As Georgia MSA healthcare attorneys, we are frequently asked about management services agreements, or “MSAs,” as a way to address compliance or business needs. Outside the healthcare sector, there are many contexts in which a management company also known as a “Management Services Organization,” or “MSO,” may provide services to a business under a management services agreement.

Georgia-based Corporate Practice of Medicine Law Firm

The most common reason we encounter discussions about MSAs in the healthcare sector is concern over the potential application of the corporate practice of medicine (CPOM) doctrine to healthcare service models involving non-physician ownership. Many inquiries to our firm stem from what individuals have heard at seminars or from colleagues, rather than from a thorough review of the relevant legal issues.

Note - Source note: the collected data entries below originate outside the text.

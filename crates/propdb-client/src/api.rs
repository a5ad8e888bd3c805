//! HTTP client for the propdb REST API.
//!
//! [`PropertyApi`] is the seam the executor, favorites store and search
//! controller depend on; [`HttpPropertyApi`] is the `reqwest` implementation.
//! Every response is unwrapped from the `{ data, meta }` envelope, and error
//! envelopes are mapped onto [`ClientError`] variants by status.

use std::time::Duration;

use async_trait::async_trait;
use propdb_core::{
    ClientConfig, ListQuery, Property, PropertyPage, PropertySubmission, PropertyUpdate,
    ValidationErrors,
};
use reqwest::{Client, Method, StatusCode, Url};
use serde::de::DeserializeOwned;
use serde::Deserialize;

use crate::error::ClientError;
use crate::retry::retry_with_backoff;

/// Remote operations on listings and the caller's favorites.
#[async_trait]
pub trait PropertyApi: Send + Sync {
    async fn list_properties(&self, query: &ListQuery) -> Result<PropertyPage, ClientError>;

    async fn get_property(&self, id: &str) -> Result<Property, ClientError>;

    async fn create_property(
        &self,
        submission: &PropertySubmission,
    ) -> Result<Property, ClientError>;

    async fn update_property(
        &self,
        id: &str,
        update: &PropertyUpdate,
    ) -> Result<Property, ClientError>;

    async fn delete_property(&self, id: &str) -> Result<(), ClientError>;

    async fn list_favorites(&self) -> Result<Vec<String>, ClientError>;

    async fn add_favorite(&self, id: &str) -> Result<(), ClientError>;

    async fn remove_favorite(&self, id: &str) -> Result<(), ClientError>;
}

#[derive(Debug, Deserialize)]
struct Envelope<T> {
    data: T,
}

#[derive(Debug, Deserialize)]
struct ErrorEnvelope {
    error: ErrorBody,
}

#[derive(Debug, Deserialize)]
struct ErrorBody {
    code: String,
    message: String,
    #[serde(default)]
    fields: Option<ValidationErrors>,
}

/// `reqwest`-backed [`PropertyApi`].
///
/// Use [`HttpPropertyApi::from_config`] in binaries or
/// [`HttpPropertyApi::with_base_url`] to point at a mock server in tests.
pub struct HttpPropertyApi {
    client: Client,
    base_url: Url,
    token: Option<String>,
    max_retries: u32,
    backoff_base_ms: u64,
}

impl HttpPropertyApi {
    /// Creates a client from loaded [`ClientConfig`].
    ///
    /// # Errors
    ///
    /// Returns [`ClientError::Http`] if the `reqwest::Client` cannot be
    /// built, or [`ClientError::InvalidBaseUrl`] for a malformed API URL.
    pub fn from_config(config: &ClientConfig) -> Result<Self, ClientError> {
        Ok(Self::with_base_url(
            &config.api_url,
            config.api_token.as_deref(),
            config.request_timeout_secs,
        )?
        .with_retry(config.max_retries, config.retry_backoff_base_ms))
    }

    /// Creates a client with a custom base URL and no retries.
    ///
    /// # Errors
    ///
    /// Returns [`ClientError::Http`] if the `reqwest::Client` cannot be
    /// built, or [`ClientError::InvalidBaseUrl`] if `base_url` does not parse
    /// or cannot carry path segments.
    pub fn with_base_url(
        base_url: &str,
        token: Option<&str>,
        timeout_secs: u64,
    ) -> Result<Self, ClientError> {
        let client = Client::builder()
            .timeout(Duration::from_secs(timeout_secs))
            .connect_timeout(Duration::from_secs(10))
            .user_agent("propdb/0.1")
            .build()?;

        let parsed = Url::parse(base_url)
            .map_err(|e| ClientError::InvalidBaseUrl(format!("'{base_url}': {e}")))?;
        if parsed.cannot_be_a_base() {
            return Err(ClientError::InvalidBaseUrl(format!(
                "'{base_url}' cannot carry a path"
            )));
        }

        Ok(Self {
            client,
            base_url: parsed,
            token: token.map(ToOwned::to_owned),
            max_retries: 0,
            backoff_base_ms: 0,
        })
    }

    /// Enables bounded retry of transient failures on idempotent requests.
    #[must_use]
    pub fn with_retry(mut self, max_retries: u32, backoff_base_ms: u64) -> Self {
        self.max_retries = max_retries;
        self.backoff_base_ms = backoff_base_ms;
        self
    }

    /// `<base>/api/v1/<segments...>`, each segment percent-encoded.
    fn endpoint(&self, segments: &[&str]) -> Url {
        let mut url = self.base_url.clone();
        if let Ok(mut path) = url.path_segments_mut() {
            path.pop_if_empty().extend(["api", "v1"]).extend(segments);
        }
        url
    }

    /// Sends one request and unwraps the `data` field of the envelope.
    ///
    /// POST is never retried; every other method is idempotent on the server.
    async fn request<T: DeserializeOwned>(
        &self,
        method: Method,
        url: Url,
        body: Option<serde_json::Value>,
    ) -> Result<T, ClientError> {
        let retries = if method == Method::POST {
            0
        } else {
            self.max_retries
        };
        retry_with_backoff(retries, self.backoff_base_ms, || {
            self.send_once(method.clone(), url.clone(), body.as_ref())
        })
        .await
    }

    async fn send_once<T: DeserializeOwned>(
        &self,
        method: Method,
        url: Url,
        body: Option<&serde_json::Value>,
    ) -> Result<T, ClientError> {
        let mut builder = self.client.request(method, url.clone());
        if let Some(token) = &self.token {
            builder = builder.bearer_auth(token);
        }
        if let Some(body) = body {
            builder = builder.json(body);
        }

        let response = builder.send().await?;
        let status = response.status();
        let text = response.text().await?;
        if !status.is_success() {
            return Err(Self::map_error(status, &url, &text));
        }

        let envelope: Envelope<T> =
            serde_json::from_str(&text).map_err(|e| ClientError::Deserialize {
                context: url.path().to_owned(),
                source: e,
            })?;
        Ok(envelope.data)
    }

    fn map_error(status: StatusCode, url: &Url, body: &str) -> ClientError {
        let parsed = serde_json::from_str::<ErrorEnvelope>(body).ok();
        match (status, parsed) {
            (StatusCode::NOT_FOUND, _) => ClientError::NotFound(url.path().to_owned()),
            (StatusCode::UNAUTHORIZED, envelope) => {
                ClientError::Unauthorized(envelope.map_or_else(
                    || "missing or invalid token".to_owned(),
                    |e| e.error.message,
                ))
            }
            (
                _,
                Some(ErrorEnvelope {
                    error:
                        ErrorBody {
                            fields: Some(fields),
                            ..
                        },
                }),
            ) if !fields.is_empty() => ClientError::Validation(fields),
            (_, Some(envelope)) => ClientError::UnexpectedStatus {
                status: status.as_u16(),
                code: envelope.error.code,
                message: envelope.error.message,
            },
            (_, None) => ClientError::UnexpectedStatus {
                status: status.as_u16(),
                code: "unknown".to_owned(),
                message: body.chars().take(200).collect(),
            },
        }
    }
}

fn to_body<T: serde::Serialize>(
    value: &T,
    context: &str,
) -> Result<serde_json::Value, ClientError> {
    serde_json::to_value(value).map_err(|e| ClientError::Deserialize {
        context: context.to_owned(),
        source: e,
    })
}

#[async_trait]
impl PropertyApi for HttpPropertyApi {
    async fn list_properties(&self, query: &ListQuery) -> Result<PropertyPage, ClientError> {
        let mut url = self.endpoint(&["properties"]);
        let pairs = query.to_query_pairs();
        if !pairs.is_empty() {
            url.query_pairs_mut().extend_pairs(pairs);
        }
        self.request(Method::GET, url, None).await
    }

    async fn get_property(&self, id: &str) -> Result<Property, ClientError> {
        let url = self.endpoint(&["properties", id]);
        self.request(Method::GET, url, None).await
    }

    async fn create_property(
        &self,
        submission: &PropertySubmission,
    ) -> Result<Property, ClientError> {
        let url = self.endpoint(&["properties"]);
        let body = to_body(submission, "create_property")?;
        self.request(Method::POST, url, Some(body)).await
    }

    async fn update_property(
        &self,
        id: &str,
        update: &PropertyUpdate,
    ) -> Result<Property, ClientError> {
        let url = self.endpoint(&["properties", id]);
        let body = to_body(update, "update_property")?;
        self.request(Method::PATCH, url, Some(body)).await
    }

    async fn delete_property(&self, id: &str) -> Result<(), ClientError> {
        let url = self.endpoint(&["properties", id]);
        let _: serde_json::Value = self.request(Method::DELETE, url, None).await?;
        Ok(())
    }

    async fn list_favorites(&self) -> Result<Vec<String>, ClientError> {
        let url = self.endpoint(&["favorites"]);
        self.request(Method::GET, url, None).await
    }

    async fn add_favorite(&self, id: &str) -> Result<(), ClientError> {
        let url = self.endpoint(&["favorites", id]);
        let _: serde_json::Value = self.request(Method::PUT, url, None).await?;
        Ok(())
    }

    async fn remove_favorite(&self, id: &str) -> Result<(), ClientError> {
        let url = self.endpoint(&["favorites", id]);
        let _: serde_json::Value = self.request(Method::DELETE, url, None).await?;
        Ok(())
    }
}

#[cfg(test)]
#[path = "api_test.rs"]
mod tests;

As with most compliance matters, discussions around MSAs do not typically yield quick or straightforward answers. Instead, management services agreements should be approached with careful consideration of all relevant details, appropriate legal research, and a comprehensive analysis of the associated legal and business risks.

Getting the Conversation Started: A Few MSA Considerations

For those interested in owning or benefiting from a healthcare services business, the need for an MSA often hinges on three key factors: 1) which state’s law applies; 2) the specific services provided; and 3) the business objectives and risk tolerance of the individual or entity seeking guidance. While legal risks can vary by state, many significant issues stem from corporate practice of medicine (CPOM) laws or principles embedded in other compliance regulations that may not explicitly reference CPOM. Examples include anti-kickback laws, fee-splitting laws, and relevant medical practice acts.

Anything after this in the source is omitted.